Posted: 01 Jun 2011 11:16:31
California Air Resources Board News Clips for June 1, 2011. 

This is a service of the California Air Resources Board’s Office
of Communications.  You may need to sign in or register with
individual websites to view some of the following news articles.


Texas Legislature has mixed environmental results.  HOUSTON --
The Texas Legislature ended its regular session with a mixed bag
of environmental rules, passing some bills that put it ahead of
the nation and others that are bound to infuriate the U.S.
Environmental Protection Agency.  Texas, an oil and gas
powerhouse as well as one of the largest polluters in the nation,
can only change and pass new laws once every two years, so the
legislative session is meaningful. Federal agencies and other
states often watch closely to see what energy and environmental
rules are passed or changed in Texas, a state that has often set
precedent in these areas - for good and bad.  Posted. 

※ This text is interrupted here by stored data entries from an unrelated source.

//! Authentication service for login, token rotation and password changes

use bcrypt::{hash, verify, DEFAULT_COST};
use chrono::{Duration, Utc};
use jsonwebtoken::{decode, encode, errors::ErrorKind, DecodingKey, EncodingKey, Header, Validation};
use serde::{Deserialize, Serialize};
use sha2::{Digest, Sha256};
use shared::models::{can_login, UserRole, UserStatus};
use sqlx::PgPool;
use uuid::Uuid;

use crate::config::Config;
use crate::error::{AppError, AppResult};

/// Single-use consumption of a live refresh token, returning its user
const CONSUME_REFRESH_TOKEN_SQL: &str = r#"
    WITH consumed AS (
        UPDATE refresh_tokens SET revoked_at = NOW()
        WHERE token_hash = $1
          AND revoked_at IS NULL
          AND expires_at > NOW()
        RETURNING user_id
    )
    SELECT u.id, u.password_hash, u.role, u.status, u.job_profile
    FROM consumed c
    JOIN users u ON u.id = c.user_id
"#;

/// Authentication service
#[derive(Clone)]
pub struct AuthService {
    db: PgPool,
    jwt_secret: String,
    access_token_expiry: i64,
    refresh_token_expiry: i64,
}

/// JWT claims structure
#[derive(Debug, Serialize, Deserialize)]
pub struct Claims {
    pub sub: String, // User ID
    pub role: UserRole,
    pub job_profile: Option<String>,
    pub permissions: Vec<String>,
    pub exp: i64,
    pub iat: i64,
}

/// Authentication tokens
#[derive(Debug, Serialize)]
pub struct AuthTokens {
    pub access_token: String,
    pub refresh_token: String,
    pub token_type: String,
    pub expires_in: i64,
}

/// User info needed to authenticate
#[derive(Debug, sqlx::FromRow)]
struct UserRow {
    id: Uuid,
    password_hash: String,
    role: UserRole,
    status: UserStatus,
    job_profile: Option<String>,
}

/// Decode and validate an access token
pub fn decode_access_token(token: &str, secret: &str) -> AppResult<Claims> {
    decode::<Claims>(
        token,
        &DecodingKey::from_secret(secret.as_bytes()),
        &Validation::default(),
    )
    .map(|data| data.claims)
    .map_err(|e| match e.kind() {
        ErrorKind::ExpiredSignature => AppError::TokenExpired,
        _ => AppError::InvalidToken,
    })
}

/// Hash a password with bcrypt
pub fn hash_password(password: &str) -> AppResult<String> {
    hash(password, DEFAULT_COST)
        .map_err(|e| AppError::Internal(format!("Password hashing failed: {}", e)))
}

impl AuthService {
    /// Create a new AuthService instance
    pub fn new(db: PgPool, config: &Config) -> Self {
        Self {
            db,
            jwt_secret: config.jwt.secret.clone(),
            access_token_expiry: config.jwt.access_token_expiry,
            refresh_token_expiry: config.jwt.refresh_token_expiry,
        }
    }

    /// Authenticate user with email and password
    pub async fn login(&self, email: &str, password: &str) -> AppResult<AuthTokens> {
        let user = sqlx::query_as::<_, UserRow>(
            r#"
            SELECT id, password_hash, role, status, job_profile
            FROM users
            WHERE LOWER(email) = LOWER($1)
            "#,
        )
        .bind(email.trim())
        .fetch_optional(&self.db)
        .await?
        .ok_or(AppError::InvalidCredentials)?;

        let valid = verify(password, &user.password_hash)
            .map_err(|e| AppError::Internal(format!("Password verification failed: {}", e)))?;

        if !valid {
            return Err(AppError::InvalidCredentials);
        }

        if !can_login(user.status) {
            return Err(AppError::Unauthorized {
                message: "Account is disabled".to_string(),
                message_es: "La cuenta está deshabilitada".to_string(),
            });
        }

        sqlx::query("UPDATE users SET last_login_at = NOW() WHERE id = $1")
            .bind(user.id)
            .execute(&self.db)
            .await?;

        let tokens = self.generate_tokens(user.id, user.role, user.job_profile)?;
        self.store_refresh_token(user.id, &tokens.refresh_token).await?;

        tracing::info!(user_id = %user.id, "User logged in");

        Ok(tokens)
    }

    /// Rotate a refresh token and issue a new access token
    pub async fn refresh_token(&self, refresh_token: &str) -> AppResult<AuthTokens> {
        let token_hash = hash_token(refresh_token);

        // Revoked and read in one statement; a concurrent refresh with the
        // same token finds it already revoked and gets no row back
        let user = sqlx::query_as::<_, UserRow>(CONSUME_REFRESH_TOKEN_SQL)
            .bind(&token_hash)
            .fetch_optional(&self.db)
            .await?
            .ok_or_else(|| AppError::Unauthorized {
                message: "Invalid or expired refresh token".to_string(),
                message_es: "Token de actualización inválido o expirado".to_string(),
            })?;

        if !can_login(user.status) {
            return Err(AppError::Unauthorized {
                message: "Account is disabled".to_string(),
                message_es: "La cuenta está deshabilitada".to_string(),
            });
        }

        let tokens = self.generate_tokens(user.id, user.role, user.job_profile)?;
        self.store_refresh_token(user.id, &tokens.refresh_token).await?;

        Ok(tokens)
    }

    /// Revoke a refresh token (logout)
    pub async fn revoke_refresh_token(&self, refresh_token: &str) -> AppResult<()> {
        sqlx::query(
            "UPDATE refresh_tokens SET revoked_at = NOW() WHERE token_hash = $1 AND revoked_at IS NULL",
        )
        .bind(hash_token(refresh_token))
        .execute(&self.db)
        .await?;
        Ok(())
    }

    /// Change the password of the current user and revoke their sessions
    pub async fn change_password(
        &self,
        user_id: Uuid,
        current_password: &str,
        new_password: &str,
    ) -> AppResult<()> {
        shared::validate_password(new_password).map_err(|msg| {
            AppError::validation(
                "new_password",
                msg,
                "La contraseña debe tener al menos 8 caracteres, una letra y un número",
            )
        })?;

        let stored = sqlx::query_scalar::<_, String>("SELECT password_hash FROM users WHERE id = $1")
            .bind(user_id)
            .fetch_optional(&self.db)
            .await?
            .ok_or_else(|| AppError::NotFound("User".to_string()))?;

        let valid = verify(current_password, &stored)
            .map_err(|e| AppError::Internal(format!("Password verification failed: {}", e)))?;
        if !valid {
            return Err(AppError::InvalidCredentials);
        }

        let new_hash = hash_password(new_password)?;

        let mut tx = self.db.begin().await?;
        sqlx::query("UPDATE users SET password_hash = $2, updated_at = NOW() WHERE id = $1")
            .bind(user_id)
            .bind(&new_hash)
            .execute(&mut *tx)
            .await?;
        sqlx::query(
            "UPDATE refresh_tokens SET revoked_at = NOW() WHERE user_id = $1 AND revoked_at IS NULL",
        )
        .bind(user_id)
        .execute(&mut *tx)
        .await?;
        tx.commit().await?;

        Ok(())
    }

    /// Generate access and refresh tokens
    fn generate_tokens(
        &self,
        user_id: Uuid,
        role: UserRole,
        job_profile: Option<String>,
    ) -> AppResult<AuthTokens> {
        let now = Utc::now();
        let access_exp = now + Duration::seconds(self.access_token_expiry);

        let access_claims = Claims {
            sub: user_id.to_string(),
            role,
            job_profile,
            permissions: role.permissions(),
            exp: access_exp.timestamp(),
            iat: now.timestamp(),
        };

        let access_token = encode(
            &Header::default(),
            &access_claims,
            &EncodingKey::from_secret(self.jwt_secret.as_bytes()),
        )
        .map_err(|e| AppError::Internal(format!("Token generation failed: {}", e)))?;

        // Refresh token (random, stored hashed)
        let refresh_token = Uuid::new_v4().to_string();

        Ok(AuthTokens {
            access_token,
            refresh_token,
            token_type: "Bearer".to_string(),
            expires_in: self.access_token_expiry,
        })
    }

    /// Store refresh token in database
    async fn store_refresh_token(&self, user_id: Uuid, token: &str) -> AppResult<()> {
        let expires_at = Utc::now() + Duration::seconds(self.refresh_token_expiry);

        sqlx::query(
            r#"
            INSERT INTO refresh_tokens (user_id, token_hash, expires_at)
            VALUES ($1, $2, $3)
            "#,
        )
        .bind(user_id)
        .bind(hash_token(token))
        .bind(expires_at)
        .execute(&self.db)
        .await?;

        Ok(())
    }
}

/// SHA-256 hex digest of a token for storage
fn hash_token(token: &str) -> String {
    Sha256::digest(token.as_bytes())
        .iter()
        .map(|b| format!("{:02x}", b))
        .collect()
}

#[cfg(test)]
mod tests {
    use super::*;

    #[test]
    fn test_hash_token_is_stable_hex() {
        let a = hash_token("abc");
        assert_eq!(a.len(), 64);
        assert_eq!(a, hash_token("abc"));
        assert_ne!(a, hash_token("abd"));
        assert_eq!(
            a,
            "ba7816bf8f01cfea414140de5dae2223b00361a396177a9cb410ff61f20015ad"
        );
    }

    #[test]
    fn test_refresh_consumes_token_in_one_statement() {
        let sql = CONSUME_REFRESH_TOKEN_SQL;
        assert_eq!(sql.matches(';').count(), 0);
        let update = sql.find("UPDATE refresh_tokens").unwrap();
        let select = sql.find("SELECT u.id").unwrap();
        assert!(update < select);
        assert!(sql.contains("revoked_at IS NULL"));
        assert!(sql.contains("expires_at > NOW()"));
        assert!(sql.contains("RETURNING user_id"));
    }

    #[test]
    fn test_decode_rejects_bad_tokens() {
        assert!(matches!(
            decode_access_token("not-a-jwt", "secret"),
            Err(AppError::InvalidToken)
        ));
    }

    #[test]
    fn test_roundtrip_claims() {
        let now = Utc::now();
        let claims = Claims {
            sub: Uuid::new_v4().to_string(),
            role: UserRole::Instructor,
            job_profile: Some("LINIERO".to_string()),
            permissions: UserRole::Instructor.permissions(),
            exp: (now + Duration::minutes(5)).timestamp(),
            iat: now.timestamp(),
        };
        let token = encode(
            &Header::default(),
            &claims,
            &EncodingKey::from_secret(b"secret"),
        )
        .unwrap();

        let decoded = decode_access_token(&token, "secret").unwrap();
        assert_eq!(decoded.role, UserRole::Instructor);
        assert!(matches!(
            decode_access_token(&token, "other"),
            Err(AppError::InvalidToken)
        ));
    }

    #[test]
    fn test_expired_token() {
        let now = Utc::now();
        let claims = Claims {
            sub: Uuid::new_v4().to_string(),
            role: UserRole::Worker,
            job_profile: None,
            permissions: vec![],
            exp: (now - Duration::hours(1)).timestamp(),
            iat: (now - Duration::hours(2)).timestamp(),
        };
        let token = encode(
            &Header::default(),
            &claims,
            &EncodingKey::from_secret(b"secret"),
        )
        .unwrap();
        assert!(matches!(
            decode_access_token(&token, "secret"),
            Err(AppError::TokenExpired)
        ));
    }
}
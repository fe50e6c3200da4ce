//! HTTP handlers for the notification inbox, preferences and push devices

use axum::{
    extract::{Path, Query, State},
    http::StatusCode,
    Json,
};
use serde::{Deserialize, Serialize};
use shared::models::{Action, Resource};
use shared::types::PaginatedResponse;
use uuid::Uuid;
use validator::Validate;

use crate::error::AppResult;
use crate::external::MessagingClient;
use crate::middleware::CurrentUser;
use crate::services::notification::{
    Notification, NotificationFilters, NotificationPreferences, NotificationService,
    PushSubscription, PushSubscriptionInput, SendNotificationInput, UpdatePreferencesInput,
};
use crate::AppState;

#[derive(Debug, Serialize)]
pub struct UnreadCount {
    pub unread: i64,
}

#[derive(Debug, Serialize)]
pub struct MarkedCount {
    pub marked: u64,
}

#[derive(Debug, Deserialize)]
pub struct DeviceQuery {
    pub device_id: String,
}

// ============================================================================
// Inbox
// ============================================================================

/// List the caller's notifications
pub async fn list_notifications(
    State(state): State<AppState>,
    current_user: CurrentUser,
    Query(filters): Query<NotificationFilters>,
) -> AppResult<Json<PaginatedResponse<Notification>>> {
    let notifications = NotificationService::new(state.db)
        .list_mine(current_user.0.user_id, filters)
        .await?;
    Ok(Json(notifications))
}

pub async fn unread_count(
    State(state): State<AppState>,
    current_user: CurrentUser,
) -> AppResult<Json<UnreadCount>> {
    let unread = NotificationService::new(state.db)
        .unread_count(current_user.0.user_id)
        .await?;
    Ok(Json(UnreadCount { unread }))
}

pub async fn mark_read(
    State(state): State<AppState>,
    current_user: CurrentUser,
    Path(notification_id): Path<Uuid>,
) -> AppResult<Json<Notification>> {
    let notification = NotificationService::new(state.db)
        .mark_read(current_user.0.user_id, notification_id)
        .await?;
    Ok(Json(notification))
}

pub async fn mark_all_read(
    State(state): State<AppState>,
    current_user: CurrentUser,
) -> AppResult<Json<MarkedCount>> {
    let marked = NotificationService::new(state.db)
        .mark_all_read(current_user.0.user_id)
        .await?;
    Ok(Json(MarkedCount { marked }))
}

/// Send an ad-hoc notification to a user
pub async fn send_notification(
    State(state): State<AppState>,
    current_user: CurrentUser,
    Json(input): Json<SendNotificationInput>,
) -> AppResult<(StatusCode, Json<Notification>)> {
    current_user.0.require(Resource::Notification, Action::Create)?;
    input.validate()?;
    let gateway = MessagingClient::from_config(&state.config.notifications);
    let notification = NotificationService::with_gateway(state.db, gateway)
        .send(input.into())
        .await?;
    Ok((StatusCode::CREATED, Json(notification)))
}

// ============================================================================
// Notification Preferences
// ============================================================================

/// Get notification preferences
pub async fn get_preferences(
    State(state): State<AppState>,
    current_user: CurrentUser,
) -> AppResult<Json<NotificationPreferences>> {
    let service = NotificationService::new(state.db);
    let prefs = service.get_preferences(current_user.0.user_id).await?;
    Ok(Json(prefs))
}

/// Update notification preferences
pub async fn update_preferences(
    State(state): State<AppState>,
    current_user: CurrentUser,
    Json(input): Json<UpdatePreferencesInput>,
) -> AppResult<Json<NotificationPreferences>> {
    let service = NotificationService::new(state.db);
    let prefs = service
        .update_preferences(current_user.0.user_id, input)
        .await?;
    Ok(Json(prefs))
}

// ============================================================================
// Push devices
// ============================================================================

pub async fn register_push(
    State(state): State<AppState>,
    current_user: CurrentUser,
    Json(input): Json<PushSubscriptionInput>,
) -> AppResult<(StatusCode, Json<PushSubscription>)> {
    let subscription = NotificationService::new(state.db)
        .register_push(current_user.0.user_id, input)
        .await?;
    Ok((StatusCode::CREATED, Json(subscription)))
}

pub async fn remove_push(
    State(state): State<AppState>,
    current_user: CurrentUser,
    Query(query): Query<DeviceQuery>,
) -> AppResult<StatusCode> {
    NotificationService::new(state.db)
        .remove_push(current_user.0.user_id, &query.device_id)
        .await?;
    Ok(StatusCode::NO_CONTENT)
}
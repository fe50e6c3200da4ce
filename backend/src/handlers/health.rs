//! Liveness and readiness probes

use axum::{extract::State, http::StatusCode, Json};
use serde::Serialize;

use crate::AppState;

#[derive(Serialize)]
pub struct ReadinessResponse {
    pub status: &'static str,
    pub version: &'static str,
    pub environment: String,
    pub database: &'static str,
}

/// Process is up
pub async fn liveness() -> &'static str {
    "OK"
}

/// Ready to serve traffic; 503 while the database is unreachable
pub async fn readiness(State(state): State<AppState>) -> (StatusCode, Json<ReadinessResponse>) {
    let database_ok = sqlx::query("SELECT 1").execute(&state.db).await.is_ok();
    if !database_ok {
        tracing::warn!("Readiness probe failed: database unreachable");
    }

    let status = if database_ok {
        StatusCode::OK
    } else {
        StatusCode::SERVICE_UNAVAILABLE
    };

    (
        status,
        Json(ReadinessResponse {
            status: if database_ok { "healthy" } else { "degraded" },
            version: env!("CARGO_PKG_VERSION"),
            environment: state.config.environment.clone(),
            database: if database_ok { "connected" } else { "disconnected" },
        }),
    )
}

#[cfg(test)]
mod tests {
    use super::*;

    #[test]
    fn test_liveness() {
        assert_eq!(tokio_test::block_on(liveness()), "OK");
    }
}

Hearings to begin on NM pollution controls.  ALBUQUERQUE,
N.M.—The state was scheduled for hearings Wednesday on a plan to
reduce the rate hikes New Mexico electric customers will face for
federally mandated pollution controls at a coal-fired plant near
Farmington.  The state Environmental Improvement Board has
proposed a $77 million plan for improvements to meet new
Environmental Protection Agency directives, which it estimates
will cost the Public Service Company of New Mexico customers
about $11 a year, according to the Albuquerque Journal.  Posted. 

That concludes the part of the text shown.